Review Round-Ups

Were the critics mad for Glenda Jackson's Lear?

The actress returned to the stage on Friday after 25 years in politics

Alun Hood

Alun Hood

| London | London's West End |

7 November 2016

Lucinda Everett, WhatsOnStage

★★★★

"There is much to praise in [Jackson's] performance, not least her astounding stamina. She steams out of the blocks, hissing her way through her rejection of Cordelia, howling at her own mistreatment – all with a captivating commitment. Later, however, her stature and quieter vocal approach come into their own, combining to give a beautiful gentleness to Lear's descent into madness."

"A female Lear isn't the only daring choice in Deborah Warner's production; modernity and metatheatricality shine from the stage throughout."

"There are many perfectly-pitched moments but a crowd favourite was Edmond's speech about the supposed inferiority of bastards, which he delivers while performing feats of physical prowess.The actor in question, Simon Manyonda, is one of the strongest in the excellent star-filled cast, which also includes a dangerously oversexed Jane Horrocks as Regan and a briskly callous Celia Imrie as Goneril. Rhys Ifans brings welcome levity as Lear's Fool."

"There is a much to marvel at."

Michael Billington, The Guardian

★★★★

"[Jackson] is tremendous in the role. In an uncanny way, she transcends gender. What you see, in Deborah Warner’s striking modern-dress production, is an unflinching, non-linear portrait of the volatility of old age. Jackson, like all the best Lears, shifts in a moment between madness and sanity, anger and tenderness, vocal force and physical frailty."

"Some of the details are decidedly peculiar: both Edmund and Edgar display their buttocks to the audience making me wonder if mooning is a family trait. And when Regan hurled part of Gloucester’s gouged eye into the audience, I worried that, as the panto season approaches, someone might throw it back."

"Celia Imrie’s grimly determined Goneril and Jane Horrocks’s sexually excitable Regan are sharply distinguished. Morfydd Clark as Cordelia intriguingly suggests a belated passion for Sargon Yelda’s Kent."

"Even if Hamlet and Macbeth are greater plays, Jackson’s performance catches perfectly the zigzag patterns of Lear’s mix of insight and insanity."

Dominic Cavendish, Daily Telegraph

★★★★

"Glenda Jackson is tremendous as King Lear. One of those 11th-hour feats of human endeavour that will surely be talked about for years to come by those who see it."

"Jackson is allowed to be herself (there’s no male impersonation) but the lines haven’t been modified to alter Lear’s masculinity; this is a Glenda-bended, not a gender-bended production."

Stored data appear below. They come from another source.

#[cfg(test)]
mod tests {
    use super::*;
    use chrono::Duration as ChronoDuration;

    fn stored(version: i64, at: DateTime<Utc>, event_id: &str) -> CachedVersion {
        CachedVersion {
            version,
            last_event_time: at,
            last_event_id: event_id.to_string(),
            cached_at: Instant::now(),
        }
    }

    fn event(version: Option<i64>, at: DateTime<Utc>, event_id: &str) -> OrderedEvent {
        OrderedEvent {
            tenant_id: Uuid::new_v4(),
            entity_type: "product".into(),
            entity_id: "p-1".into(),
            event_id: event_id.into(),
            event_time: at,
            version,
            payload: None,
        }
    }

    #[test]
    fn equal_version_is_duplicate() {
        let now = Utc::now();
        let decision = classify(&stored(9, now, "e9"), &event(Some(9), now, "e9-redelivery"));
        assert_eq!(decision, OrderingDecision::Duplicate { current_version: 9 });
        assert!(!decision.should_process());
    }

    #[test]
    fn lower_version_is_out_of_order_even_with_later_timestamp() {
        let now = Utc::now();
        let decision = classify(
            &stored(9, now, "e9"),
            &event(Some(7), now + ChronoDuration::minutes(5), "e7"),
        );
        assert!(decision.is_out_of_order());
        assert_eq!(decision.current_version(), Some(9));
    }

    #[test]
    fn higher_version_is_processed() {
        let now = Utc::now();
        let decision = classify(&stored(9, now, "e9"), &event(Some(10), now, "e10"));
        assert_eq!(decision, OrderingDecision::Process { current_version: 9 });
    }

    #[test]
    fn unversioned_events_fall_back_to_timestamps() {
        let now = Utc::now();
        let current = stored(0, now, "e1");

        let older = classify(&current, &event(None, now - ChronoDuration::seconds(1), "e0"));
        assert!(older.is_out_of_order());

        let newer = classify(&current, &event(None, now + ChronoDuration::seconds(1), "e2"));
        assert!(newer.should_process());

        let same_event = classify(&current, &event(None, now, "e1"));
        assert!(same_event.is_duplicate());
    }
}
//! Append-only inventory ledger entries.

use std::fmt;

use sea_orm::ActiveModelBehavior;
use sea_orm::entity::prelude::*;
use sea_orm::prelude::DateTimeWithTimeZone;
use serde::{Deserialize, Serialize};
use utoipa::ToSchema;
use uuid::Uuid;

#[derive(Clone, Debug, PartialEq, DeriveEntityModel)]
#[sea_orm(table_name = "inventory_ledger")]
pub struct Model {
    #[sea_orm(primary_key, auto_increment = false)]
    pub id: Uuid,
    pub tenant_id: Uuid,
    pub inventory_id: Uuid,
    /// Strictly increasing per inventory row
    pub sequence: i64,
    pub transaction_type: String,
    /// `on_hand` or `reserved`
    pub bucket: String,
    /// Delta actually applied to the bucket
    pub quantity_change: i64,
    /// Delta the caller asked for; differs from `quantity_change` when clamped
    pub requested_change: i64,
    pub quantity_before: i64,
    pub quantity_after: i64,
    pub source: String,
    pub reference_type: Option<String>,
    pub reference_id: Option<String>,
    pub notes: Option<String>,
    pub created_by: Option<String>,
    pub created_at: DateTimeWithTimeZone,
}

#[derive(Copy, Clone, Debug, EnumIter, DeriveRelation)]
pub enum Relation {
    #[sea_orm(
        belongs_to = "super::inventory_current::Entity",
        from = "Column::InventoryId",
        to = "super::inventory_current::Column::Id"
    )]
    Inventory,
}

impl Related<super::inventory_current::Entity> for Entity {
    fn to() -> RelationDef {
        Relation::Inventory.def()
    }
}

impl ActiveModelBehavior for ActiveModel {}

#[derive(Debug, Clone, Copy, PartialEq, Eq, Serialize, Deserialize, ToSchema)]
#[serde(rename_all = "SCREAMING_SNAKE_CASE")]
pub enum TransactionType {
    Receive,
    Adjust,
    Reserve,
    Release,
    Sync,
}

impl TransactionType {
    pub fn as_str(&self) -> &'static str {
        match self {
            TransactionType::Receive => "RECEIVE",
            TransactionType::Adjust => "ADJUST",
            TransactionType::Reserve => "RESERVE",
            TransactionType::Release => "RELEASE",
            TransactionType::Sync => "SYNC",
        }
    }
}

impl fmt::Display for TransactionType {
    fn fmt(&self, f: &mut fmt::Formatter<'_>) -> fmt::Result {
        f.write_str(self.as_str())
    }
}

#[derive(Debug, Clone, Copy, PartialEq, Eq, Serialize, Deserialize, ToSchema)]
#[serde(rename_all = "snake_case")]
pub enum Bucket {
    OnHand,
    Reserved,
}

impl Bucket {
    pub fn as_str(&self) -> &'static str {
        match self {
            Bucket::OnHand => "on_hand",
            Bucket::Reserved => "reserved",
        }
    }
}

/// API view of a ledger entry.
#[derive(Debug, Clone, Serialize, Deserialize, ToSchema)]
pub struct LedgerEntryInfo {
    pub sequence: i64,
    #[schema(example = "ADJUST")]
    pub transaction_type: String,
    pub bucket: String,
    pub quantity_change: i64,
    pub requested_change: i64,
    pub quantity_before: i64,
    pub quantity_after: i64,
    pub source: String,
    pub reference_type: Option<String>,
    pub reference_id: Option<String>,
    pub notes: Option<String>,
    pub created_at: String,
}

impl From<Model> for LedgerEntryInfo {
    fn from(model: Model) -> Self {
        Self {
            sequence: model.sequence,
            transaction_type: model.transaction_type,
            bucket: model.bucket,
            quantity_change: model.quantity_change,
            requested_change: model.requested_change,
            quantity_before: model.quantity_before,
            quantity_after: model.quantity_after,
            source: model.source,
            reference_type: model.reference_type,
            reference_id: model.reference_id,
            notes: model.notes,
            created_at: model.created_at.to_rfc3339(),
        }
    }
}
//! Three-state circuit breaker and a per-connection registry of breakers.

use std::{
    collections::HashMap,
    sync::{Arc, Mutex, MutexGuard},
};

use metrics::counter;
use serde::Serialize;
use tokio::time::Instant;
use tracing::{info, warn};
use uuid::Uuid;

use crate::config::CircuitBreakerConfig;

#[derive(Debug, Clone, Copy, PartialEq, Eq, Serialize)]
#[serde(rename_all = "snake_case")]
pub enum CircuitState {
    Closed,
    Open,
    HalfOpen,
}

impl CircuitState {
    pub fn as_str(&self) -> &'static str {
        match self {
            CircuitState::Closed => "closed",
            CircuitState::Open => "open",
            CircuitState::HalfOpen => "half_open",
        }
    }
}

#[derive(Debug)]
struct BreakerInner {
    state: CircuitState,
    failures: u32,
    opened_at: Option<Instant>,
    half_open_admitted: u32,
    half_open_successes: u32,
}

/// Circuit breaker guarding a single upstream dependency.
#[derive(Debug)]
pub struct CircuitBreaker {
    config: CircuitBreakerConfig,
    inner: Mutex<BreakerInner>,
}

impl CircuitBreaker {
    pub fn new(config: CircuitBreakerConfig) -> Self {
        Self {
            config,
            inner: Mutex::new(BreakerInner {
                state: CircuitState::Closed,
                failures: 0,
                opened_at: None,
                half_open_admitted: 0,
                half_open_successes: 0,
            }),
        }
    }

    fn lock(&self) -> MutexGuard<'_, BreakerInner> {
        self.inner.lock().unwrap_or_else(|e| e.into_inner())
    }

    pub fn state(&self) -> CircuitState {
        self.lock().state
    }

    pub fn failures(&self) -> u32 {
        self.lock().failures
    }

    /// Whether a call may proceed. Moves an expired open breaker to half-open
    /// and counts half-open trial admissions.
    pub fn allow(&self) -> bool {
        let mut inner = self.lock();
        match inner.state {
            CircuitState::Closed => true,
            CircuitState::Open => {
                let expired = inner
                    .opened_at
                    .map(|at| at.elapsed() >= self.config.reset_timeout())
                    .unwrap_or(true);
                if !expired {
                    return false;
                }
                inner.state = CircuitState::HalfOpen;
                inner.half_open_admitted = 1;
                inner.half_open_successes = 0;
                info!("circuit breaker half-open");
                true
            }
            CircuitState::HalfOpen => {
                if inner.half_open_admitted < self.config.half_open_max {
                    inner.half_open_admitted += 1;
                    true
                } else {
                    false
                }
            }
        }
    }

    pub fn record_success(&self) {
        let mut inner = self.lock();
        match inner.state {
            CircuitState::Closed => inner.failures = 0,
            CircuitState::HalfOpen => {
                inner.half_open_successes += 1;
                if inner.half_open_successes >= self.config.half_open_max {
                    inner.state = CircuitState::Closed;
                    inner.failures = 0;
                    inner.opened_at = None;
                    inner.half_open_admitted = 0;
                    inner.half_open_successes = 0;
                    info!("circuit breaker closed");
                }
            }
            CircuitState::Open => {}
        }
    }

    /// Returns an unused half-open trial slot, for calls that ended without
    /// an outcome (cancelled or dropped mid-flight).
    pub fn release_trial(&self) {
        let mut inner = self.lock();
        if inner.state == CircuitState::HalfOpen && inner.half_open_admitted > inner.half_open_successes {
            inner.half_open_admitted -= 1;
        }
    }

    pub fn record_failure(&self) {
        let mut inner = self.lock();
        match inner.state {
            CircuitState::Closed => {
                inner.failures += 1;
                if inner.failures >= self.config.failure_threshold {
                    inner.state = CircuitState::Open;
                    inner.opened_at = Some(Instant::now());
                    counter!("resilience_circuit_opened_total").increment(1);
                    warn!(failures = inner.failures, "circuit breaker opened");
                }
            }
            CircuitState::HalfOpen => {
                inner.failures += 1;
                inner.state = CircuitState::Open;
                inner.opened_at = Some(Instant::now());
                inner.half_open_admitted = 0;
                inner.half_open_successes = 0;
                counter!("resilience_circuit_opened_total").increment(1);
                warn!("half-open trial failed, circuit breaker reopened");
            }
            CircuitState::Open => {
                inner.opened_at = Some(Instant::now());
            }
        }
    }
}

/// One breaker per marketplace connection, created on first use.
#[derive(Debug)]
pub struct BreakerRegistry {
    config: CircuitBreakerConfig,
    breakers: Mutex<HashMap<Uuid, Arc<CircuitBreaker>>>,
}

impl BreakerRegistry {
    pub fn new(config: CircuitBreakerConfig) -> Self {
        Self {
            config,
            breakers: Mutex::new(HashMap::new()),
        }
    }

    pub fn for_connection(&self, connection_id: Uuid) -> Arc<CircuitBreaker> {
        let mut breakers = self.breakers.lock().unwrap_or_else(|e| e.into_inner());
        breakers
            .entry(connection_id)
            .or_insert_with(|| Arc::new(CircuitBreaker::new(self.config.clone())))
            .clone()
    }

    pub fn states(&self) -> HashMap<Uuid, CircuitState> {
        let breakers = self.breakers.lock().unwrap_or_else(|e| e.into_inner());
        breakers.iter().map(|(id, b)| (*id, b.state())).collect()
    }
}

"If the rantings in the storm scene are upstaged by the effects (billowing black-plastic sheeting, video projection conjuring a weather apocalypse) the aftermath – in which Lear is reduced to long-socks and an over-shirt, moves into the terrain of hard-won pathos. The last moments, as Jackson cradles the dead Cordelia, and suddenly goes limp herself, head thrown back, are exquisitely stirring."

Andrzej Lukowski, Time Out

★★★

"It turns out there’s no vocal warm up quite like a quarter century of parliamentary scrapping. Fierce and flinty, Jackson looks like she was hewn from rock and her voice sounds like it could split mountains. She plays Lear as a man for the sake of not monkeying wth the words, but gender doesn’t feel like a big deal here: this Lear is more elemental than that."

"In many respects this is the Deborah Warner show and the results are mixed. Co-designed by Warner and Jean Kalman, storm scene excepted the set is a series of blank white screens that look halfway between a TV studio and an art gallery."

"I wonder if Jackson’s performance really gains anything from Warner’s production, but fair play to her for pairing with an interesting director for this comeback. And it really does feel like a comeback: not a last lap of honour, but the return of a great actor with more to give."

Paul Taylor, The Independent

★★★★

"Watching Deborah Warner's modern-dress production at the Old Vic, you simply can’t believe that Jackson has not been on stage for 25 years."

"Hers is a portrayal of the hero that passionately vindicates the principle that, when it comes to casting, it’s the insights and instincts of the performer and not his or her gender that’s of paramount importance."

"Warner's production is uneven and unmissable – offering, at its best, a powerfully imaginative vision of the stark, pitiless incoherence of the universe in King Lear. The storm and heath are thrillingly communicated."

King Lear runs at the Old Vic until 3 December.